What you can do with UQ[py]Lab

Bayesian inference for model calibration and inverse problems

Bayesian inference is a powerful tool for probabilistic model calibration and inverse problems. UQ[py]Lab offers a flexible and intuitive way to set-up and solve Bayesian inverse problems.

  • Intuitive definition of prior knowledge, forward model and data
  • State-of-the-art Markov Chain Monte Carlo (MCMC) algorithms
  • Customizable discrepancy between model and measurements
  • Support for user-specified custom likelihood
  • Support for multiple forward models and multiple discrepancy models (joint inversion)
  • Fully integrated with UQLab (e.g. surrogate models, complex priors, etc.)

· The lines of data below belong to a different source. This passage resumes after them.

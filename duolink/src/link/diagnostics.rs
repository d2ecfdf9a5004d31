use heapless::{HistoryBuffer, Vec};

use crate::config::TRACE_DEPTH;
use crate::core::{ChunkKind, WorkerId};

/// Entry of the diagnostic trace ring
#[derive(Debug, Copy, Clone, PartialEq, Eq)]
#[cfg_attr(feature = "defmt", derive(defmt::Format))]
pub enum TraceEvent {
    /// Chip-select asserted, transfer armed
    Selected,
    /// Chip-select released, frame closed
    Deselected,
    TxComplete,
    RxComplete,
    /// Transfer armed while the previous one was still pending
    Overrun,
    CrcMismatch { kind: ChunkKind, worker: WorkerId },
    Refresh,
    /// Periodic controller marker
    Heartbeat,
}

/// Counters of link activity
///
/// All counters wrap around.
#[derive(Debug, Default, Copy, Clone, PartialEq, Eq)]
#[cfg_attr(feature = "defmt", derive(defmt::Format))]
pub struct Snapshot {
    pub falling_edges: u32,
    pub rising_edges: u32,
    pub frames: u32,
    pub tx_completions: u32,
    pub rx_completions: u32,
    pub overruns: u32,
    pub crc_mismatches: u32,
    pub refreshes: u32,
    /// Words left in the transmit and receive channels when the frame opened
    pub start_remaining: [u16; 2],
    /// Words left in the transmit and receive channels when the frame closed
    pub end_remaining: [u16; 2],
}

pub(crate) struct Recorder {
    pub(crate) counters: Snapshot,
    trace: HistoryBuffer<TraceEvent, TRACE_DEPTH>,
}

impl Recorder {
    pub(crate) fn new() -> Self {
        Self {
            counters: Snapshot::default(),
            trace: HistoryBuffer::new(),
        }
    }

    pub(crate) fn record(&mut self, event: TraceEvent) {
        let counter = match event {
            TraceEvent::Selected => &mut self.counters.falling_edges,
            TraceEvent::Deselected => &mut self.counters.rising_edges,
            TraceEvent::TxComplete => &mut self.counters.tx_completions,
            TraceEvent::RxComplete => &mut self.counters.rx_completions,
            TraceEvent::Overrun => &mut self.counters.overruns,
            TraceEvent::CrcMismatch { .. } => &mut self.counters.crc_mismatches,
            TraceEvent::Refresh => &mut self.counters.refreshes,
            TraceEvent::Heartbeat => {
                self.trace.write(event);
                return;
            }
        };
        *counter = counter.wrapping_add(1);
        self.trace.write(event);
    }

    pub(crate) fn count_frame(&mut self) {
        self.counters.frames = self.counters.frames.wrapping_add(1);
    }

    /// Removes and returns the trace, oldest entry first.
    pub(crate) fn drain(&mut self) -> Vec<TraceEvent, TRACE_DEPTH> {
        let events = self.trace.oldest_ordered().copied().collect();
        self.trace.clear();
        events
    }
}

#[cfg(test)]
mod tests {
    use super::*;

    #[test]
    fn test_record_counts_and_traces() {
        let mut recorder = Recorder::new();
        recorder.record(TraceEvent::Selected);
        recorder.record(TraceEvent::Overrun);
        recorder.record(TraceEvent::Heartbeat);
        recorder.count_frame();

        assert_eq!(recorder.counters.falling_edges, 1);
        assert_eq!(recorder.counters.overruns, 1);
        assert_eq!(recorder.counters.frames, 1);
        assert_eq!(
            &recorder.drain()[..],
            &[
                TraceEvent::Selected,
                TraceEvent::Overrun,
                TraceEvent::Heartbeat
            ]
        );
        assert!(recorder.drain().is_empty());
    }

    #[test]
    fn test_trace_keeps_latest_entries() {
        let mut recorder = Recorder::new();
        recorder.record(TraceEvent::Refresh);
        for _ in 0..TRACE_DEPTH {
            recorder.record(TraceEvent::TxComplete);
        }
        let trace = recorder.drain();
        assert_eq!(trace.len(), TRACE_DEPTH);
        assert!(trace.iter().all(|&event| event == TraceEvent::TxComplete));
        assert_eq!(recorder.counters.refreshes, 1);
    }
}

Reliability-based design optimization

The reliability-based design optimization (RBDO) module offers a set of state-of-the-art algorithms to solve various types of optimization problems under probabilistic constraints. They include:

  • Reliability index approach (RIA)
  • Performance measure approach (PMA)
  • Single loop approach (SLA)
  • Sequential optimization and reliability assessment (SORA)

On top of these well-known algorithms, the modular design of the RBDO module allows the user to set up customized solution schemes by combining all of the reliability, surrogate modeling, and optimization techniques available in UQLab.

Support vector machines

Support vector machines (SVM) come from machine learning and allow one to build predictive models from data. In the context of uncertainty quantification, SVM for regression (SVR) can be used as surrogate models of complex simulators using designs of computer experiments. SVM for classification (SVC) can be used in the context of reliability analysis.

  • L1-SVR and L2-SVR formulation for regression
  • Soft-margin classification
  • Anisotropic and user-defined kernels
  • Leave-one-out error and span approximations
  • Multiple optimization algorithms (grid search, BFGS, cross-entropy, CMA-ES, etc.)

Polynomial Chaos-Kriging

Polynomial Chaos-Kriging (PC-Kriging) associates the global approximation behavior of polynomial chaos expansions and the local accuracy of Kriging to provide a highly accurate surrogate model at low computational costs.

  • Support for sequential and optimal construction of PC-Kriging
  • Full control on both levels of approximation: polynomial chaos expansions and Kriging directly use the corresponding dedicated UQLab modules
  • Support for sparse, adaptive and arbitrary polynomial chaos expansions
  • Gradient-based, global and hybrid optimization  methods for Kriging

Canonical low-rank tensor polynomial approximations

Canonical low-rank approximations (LRA) are a powerful alternative to polynomial chaos expansions that are particularly effective in high dimension.

  • Low-rank basis construction based on orthonormal polynomials
  • Adaptive identification of maximum rank and polynomial degree via cross-validation
  • Alternate least-square calculation of basis elements and coefficients
  • Polynomials orthogonal to arbitrary distributions (via Stieltjes construction)

Kriging (Gaussian process modeling)

Gaussian process modeling is a flexible and robust technique to build fast surrogate models based on small experimental designs

  • Simple, ordinary, and universal Kriging
  • Highly customizable trend and correlation functions
  • Maximum-likelihood- and cross-validation-based hyperparameter estimation
  • Gradient-based, global, and hybrid optimization methods
  • Interpolation (noise-free response) and regression (noisy response) modes

Reliability analysis (rare event estimation)

When the performance of a system is affected by uncertainties on its characteristics and/or its environment, reliability can be assessed by computing probabilities of failure.
UQLab offers state-of-the-art reliability algorithms and a powerful modular framework
for active learning reliability.

  • FORM/SORM approximation methods
  • Sampling methods (Monte Carlo, importance sampling, subset simulation)
  • Modular framework to build custom active learning solution schemes
  • Kriging-based adaptive methods (AK-MCS, APCK-MCS)

Advanced probabilistic modelling

Probabilistic modelling lies at the core of uncertainty quantification. Full support for complex probabilistic models based on copula and marginal representation. Powerful data-driven inference module.

  • Support for many common marginal distributions
  • Support for standard copulas, as well as complex vine-copula constructions
  • Fully automatic inference of both marginal distributions and copula
  • Advanced sampling schemes, including latin hypercube sampling, quasi-random sequences

State-of-the art sensitivity analysis

Sensitivity analysis can identify the driving factors that most influence the response of a model

  • Approximation- and simulation- based methods
  • Advanced variance decomposition techniques (e.g. Sobol' indices)
  • Support for metamodel-based sensitivity analysis
  • Support for sensitivity analysis of dependent input variables

Polynomial Chaos Expansions

Polynomial chaos expansions (PCE), one of the most powerful and versatile surrogate models available today

  • Non-intrusive PCE facilities
  • State-of-the-art sparse regression solvers, including least angle regression, subspace pursuit, Bayesian compressing sensing and much more
  • Support for classical polynomials, as well as polynomials orthogonal to user-defined input distributions
  • Support also fully data-driven, arbitrary PCE